■ **Exercise aim**:
Among the entries below, copy every line that carries the word "Option".

■ **Records supplied**:
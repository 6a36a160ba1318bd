use crate::classifier::{is_packed_asset_name, is_zip_name, ClassifiedSource};
use crate::drops::DroppedEntry;
use crate::metadata::{
    Category, ModDetails, ModKind, ModMetadata, PreviewImage, DEFAULT_AUTHOR, METADATA_FILE_NAME,
    METADATA_SCHEMA_VERSION,
};
use blake3::Hasher;
use filetime::{set_file_mtime, FileTime};
use std::{
    fs, io,
    path::{Path, PathBuf},
    sync::atomic::{AtomicUsize, Ordering},
    time::{SystemTime, UNIX_EPOCH},
};
use thiserror::Error;
use time::{format_description::well_known::Rfc3339, OffsetDateTime};
use walkdir::WalkDir;
use zip::ZipArchive;

pub const FILES_DIR_NAME: &str = "files";
pub const PLACEHOLDER_PREVIEW_NAME: &str = "preview.svg";

pub const PLACEHOLDER_PREVIEW_SVG: &str = concat!(
    "<svg xmlns=\"http://www.w3.org/2000/svg\" width=\"256\" height=\"256\" viewBox=\"0 0 256 256\">",
    "<rect width=\"256\" height=\"256\" fill=\"#23262b\"/>",
    "<rect x=\"72\" y=\"84\" width=\"112\" height=\"88\" rx=\"8\" fill=\"none\" stroke=\"#8a919c\" stroke-width=\"6\"/>",
    "<path d=\"M72 112h112\" stroke=\"#8a919c\" stroke-width=\"6\"/>",
    "<text x=\"128\" y=\"204\" text-anchor=\"middle\" font-family=\"sans-serif\" font-size=\"20\" fill=\"#8a919c\">VPK</text>",
    "</svg>\n",
);

const PREVIEW_IMAGE_EXTS: [&str; 6] = ["png", "jpg", "jpeg", "gif", "webp", "bmp"];

#[derive(Debug, Error)]
pub enum StageError {
    #[error("no recognizable mod source in the dropped files")]
    NoSource,
    #[error("{op}: {source}")]
    Io {
        op: &'static str,
        #[source]
        source: io::Error,
    },
}

impl StageError {
    fn io(op: &'static str) -> impl FnOnce(io::Error) -> StageError {
        move |source| StageError::Io { op, source }
    }
}

#[derive(Debug, Clone, Copy, PartialEq, Eq)]
pub enum StageWarning {
    PayloadNotFoundInArchive,
}

impl StageWarning {
    pub fn message(self) -> &'static str {
        match self {
            StageWarning::PayloadNotFoundInArchive => {
                "no payload found inside archive; archive stored as-is for manual handling"
            }
        }
    }
}

#[derive(Debug)]
pub struct StagedMod {
    pub id: String,
    pub root_dir: PathBuf,
    pub payload_path: PathBuf,
    pub preview_path: PathBuf,
    pub metadata: ModMetadata,
    pub warning: Option<StageWarning>,
}

struct PopulatedMod {
    metadata: ModMetadata,
    payload_rel: PathBuf,
    preview_rel: String,
    warning: Option<StageWarning>,
}

pub struct Stager {
    mods_root: PathBuf,
}

impl Stager {
    pub fn new(mods_root: impl Into<PathBuf>) -> Self {
        Self {
            mods_root: mods_root.into(),
        }
    }

    pub fn stage(
        &self,
        source: ClassifiedSource,
        details: ModDetails,
        category: Category,
    ) -> Result<StagedMod, StageError> {
        if matches!(source, ClassifiedSource::Unrecognized) {
            return Err(StageError::NoSource);
        }

        let id = generate_local_id(&details.name);
        let work_dir = self.make_work_dir()?;
        match populate(&work_dir, &id, &source, details, category) {
            Ok(populated) => {
                let root_dir = self.mods_root.join(&id);
                if let Err(source) = promote(&work_dir, &root_dir) {
                    let _ = fs::remove_dir_all(&work_dir);
                    return Err(StageError::Io {
                        op: "promote staged mod",
                        source,
                    });
                }
                Ok(StagedMod {
                    id,
                    payload_path: root_dir.join(&populated.payload_rel),
                    preview_path: root_dir.join(&populated.preview_rel),
                    metadata: populated.metadata,
                    warning: populated.warning,
                    root_dir,
                })
            }
            Err(err) => {
                let _ = fs::remove_dir_all(&work_dir);
                Err(err)
            }
        }
    }

    fn make_work_dir(&self) -> Result<PathBuf, StageError> {
        let tmp_root = self.mods_root.join("tmp");
        fs::create_dir_all(&tmp_root).map_err(StageError::io("create staging root"))?;
        let counter = STAGE_COUNTER.fetch_add(1, Ordering::Relaxed);
        let nanos = SystemTime::now()
            .duration_since(UNIX_EPOCH)
            .unwrap_or_default()
            .as_nanos();
        let work_dir = tmp_root.join(format!("stage-{nanos}-{counter}"));
        fs::create_dir_all(&work_dir).map_err(StageError::io("create staging dir"))?;
        Ok(work_dir)
    }
}

fn populate(
    work_dir: &Path,
    id: &str,
    source: &ClassifiedSource,
    details: ModDetails,
    category: Category,
) -> Result<PopulatedMod, StageError> {
    let files_dir = work_dir.join(FILES_DIR_NAME);
    fs::create_dir_all(&files_dir).map_err(StageError::io("create files dir"))?;

    let preview_rel = write_preview(work_dir, details.preview.as_ref());

    let (payload_rel, mut warning) = match source {
        ClassifiedSource::SinglePackedAsset { entry } => {
            copy_payload(entry, &files_dir.join(&entry.name))?;
            (PathBuf::from(FILES_DIR_NAME).join(&entry.name), None)
        }
        ClassifiedSource::FolderWithPackedAssets { entries, .. } => {
            // Single payload per mod: the lexically first match wins.
            let mut sorted: Vec<&DroppedEntry> = entries.iter().collect();
            sorted.sort_by(|a, b| a.name.cmp(&b.name));
            let entry = sorted.first().ok_or(StageError::NoSource)?;
            copy_payload(entry, &files_dir.join(&entry.name))?;
            (PathBuf::from(FILES_DIR_NAME).join(&entry.name), None)
        }
        ClassifiedSource::SingleArchive { entry } => stage_archive(work_dir, &files_dir, entry)?,
        ClassifiedSource::Unrecognized => return Err(StageError::NoSource),
    };

    // An archive drop must end up with either an extracted payload under
    // files/ or the untouched archive in the mod root.
    if let ClassifiedSource::SingleArchive { entry } = source {
        if !dir_has_packed_asset(&files_dir) {
            let fallback = work_dir.join(&entry.name);
            if !fallback.exists() {
                copy_payload(entry, &fallback)?;
                warning = Some(StageWarning::PayloadNotFoundInArchive);
            }
        }
    }

    let metadata = build_metadata(id, details, category, &preview_rel);
    let raw = serde_json::to_string_pretty(&metadata).map_err(|err| StageError::Io {
        op: "serialize metadata.json",
        source: io::Error::new(io::ErrorKind::InvalidData, err),
    })?;
    fs::write(work_dir.join(METADATA_FILE_NAME), raw)
        .map_err(StageError::io("write metadata.json"))?;

    Ok(PopulatedMod {
        metadata,
        payload_rel,
        preview_rel,
        warning,
    })
}

fn stage_archive(
    work_dir: &Path,
    files_dir: &Path,
    entry: &DroppedEntry,
) -> Result<(PathBuf, Option<StageWarning>), StageError> {
    if is_zip_name(&entry.name) {
        if let Some(inner) = extract_zip_payload(entry, files_dir)? {
            return Ok((PathBuf::from(FILES_DIR_NAME).join(inner), None));
        }
    }
    let dest = work_dir.join(&entry.name);
    copy_payload(entry, &dest)?;
    Ok((
        PathBuf::from(&entry.name),
        Some(StageWarning::PayloadNotFoundInArchive),
    ))
}

fn extract_zip_payload(
    entry: &DroppedEntry,
    files_dir: &Path,
) -> Result<Option<String>, StageError> {
    let Ok(file) = fs::File::open(&entry.path) else {
        return Ok(None);
    };
    let Ok(mut archive) = ZipArchive::new(file) else {
        return Ok(None);
    };

    let mut matches: Vec<String> = archive
        .file_names()
        .filter(|name| !name.ends_with('/') && is_packed_asset_name(name))
        .map(|name| name.to_string())
        .collect();
    if matches.is_empty() {
        return Ok(None);
    }
    matches.sort();
    let inner = matches.remove(0);

    let Ok(mut source) = archive.by_name(&inner) else {
        return Ok(None);
    };
    let base = inner_base_name(&inner);
    let mut out = fs::File::create(files_dir.join(&base))
        .map_err(StageError::io("create extracted payload"))?;
    io::copy(&mut source, &mut out).map_err(StageError::io("extract archive payload"))?;
    Ok(Some(base))
}

fn inner_base_name(name: &str) -> String {
    let normalized = name.replace('\\', "/");
    match normalized.rsplit('/').next() {
        Some(base) if !base.is_empty() => base.to_string(),
        _ => normalized,
    }
}

fn copy_payload(entry: &DroppedEntry, dest: &Path) -> Result<(), StageError> {
    fs::copy(&entry.path, dest).map_err(StageError::io("copy payload"))?;
    preserve_mtime(&entry.path, dest);
    Ok(())
}

fn preserve_mtime(source: &Path, dest: &Path) {
    let Ok(meta) = fs::metadata(source) else {
        return;
    };
    let Ok(modified) = meta.modified() else {
        return;
    };
    let Ok(duration) = modified.duration_since(UNIX_EPOCH) else {
        return;
    };
    let mtime = FileTime::from_unix_time(duration.as_secs() as i64, 0);
    let _ = set_file_mtime(dest, mtime);
}

fn dir_has_packed_asset(dir: &Path) -> bool {
    let Ok(entries) = fs::read_dir(dir) else {
        return false;
    };
    entries.flatten().any(|entry| {
        entry
            .file_name()
            .to_str()
            .map(is_packed_asset_name)
            .unwrap_or(false)
    })
}

// Preview trouble never aborts staging; the payload matters more.
fn write_preview(work_dir: &Path, preview: Option<&PreviewImage>) -> String {
    match preview {
        Some(image) => {
            let name = format!("preview.{}", preview_ext(&image.file_name));
            let _ = fs::write(work_dir.join(&name), &image.bytes);
            name
        }
        None => {
            let _ = fs::write(
                work_dir.join(PLACEHOLDER_PREVIEW_NAME),
                PLACEHOLDER_PREVIEW_SVG,
            );
            PLACEHOLDER_PREVIEW_NAME.to_string()
        }
    }
}

fn preview_ext(file_name: &str) -> String {
    let ext = Path::new(file_name)
        .extension()
        .and_then(|ext| ext.to_str())
        .map(|ext| ext.to_ascii_lowercase())
        .unwrap_or_default();
    if PREVIEW_IMAGE_EXTS.contains(&ext.as_str()) {
        ext
    } else {
        "png".to_string()
    }
}

fn build_metadata(
    id: &str,
    details: ModDetails,
    category: Category,
    preview_rel: &str,
) -> ModMetadata {
    let author = details
        .author
        .map(|author| author.trim().to_string())
        .filter(|author| !author.is_empty())
        .unwrap_or_else(|| DEFAULT_AUTHOR.to_string());
    ModMetadata {
        id: id.to_string(),
        kind: ModKind::Local,
        name: details.name.trim().to_string(),
        author,
        link: details.link,
        description: details.description,
        category,
        created_at: now_rfc3339(),
        preview: preview_rel.to_string(),
        schema: METADATA_SCHEMA_VERSION,
    }
}

fn now_rfc3339() -> String {
    OffsetDateTime::now_utc()
        .format(&Rfc3339)
        .unwrap_or_else(|_| String::from("1970-01-01T00:00:00Z"))
}

fn promote(work_dir: &Path, root_dir: &Path) -> io::Result<()> {
    if let Some(parent) = root_dir.parent() {
        fs::create_dir_all(parent)?;
    }
    match fs::rename(work_dir, root_dir) {
        Ok(()) => Ok(()),
        Err(_) => {
            copy_dir(work_dir, root_dir)?;
            fs::remove_dir_all(work_dir)
        }
    }
}

fn copy_dir(source: &Path, dest: &Path) -> io::Result<()> {
    for entry in WalkDir::new(source).follow_links(false) {
        let entry = entry.map_err(io::Error::from)?;
        let rel = match entry.path().strip_prefix(source) {
            Ok(rel) => rel,
            Err(_) => continue,
        };
        let target = dest.join(rel);
        if entry.file_type().is_dir() {
            fs::create_dir_all(&target)?;
        } else if entry.file_type().is_file() {
            if let Some(parent) = target.parent() {
                fs::create_dir_all(parent)?;
            }
            fs::copy(entry.path(), &target)?;
            preserve_mtime(entry.path(), &target);
        }
    }
    Ok(())
}

static STAGE_COUNTER: AtomicUsize = AtomicUsize::new(0);

fn generate_local_id(seed: &str) -> String {
    let mut hasher = Hasher::new();
    hasher.update(seed.as_bytes());
    let nanos = SystemTime::now()
        .duration_since(UNIX_EPOCH)
        .unwrap_or_default()
        .as_nanos();
    hasher.update(&nanos.to_le_bytes());
    hasher.update(&STAGE_COUNTER.fetch_add(1, Ordering::Relaxed).to_le_bytes());
    format!("local-{}", hasher.finalize().to_hex())
}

■ **Written solution**:
    pub warning: Option<StageWarning>,
    warning: Option<StageWarning>,
) -> Result<(PathBuf, Option<StageWarning>), StageError> {
) -> Result<Option<String>, StageError> {
fn write_preview(work_dir: &Path, preview: Option<&PreviewImage>) -> String {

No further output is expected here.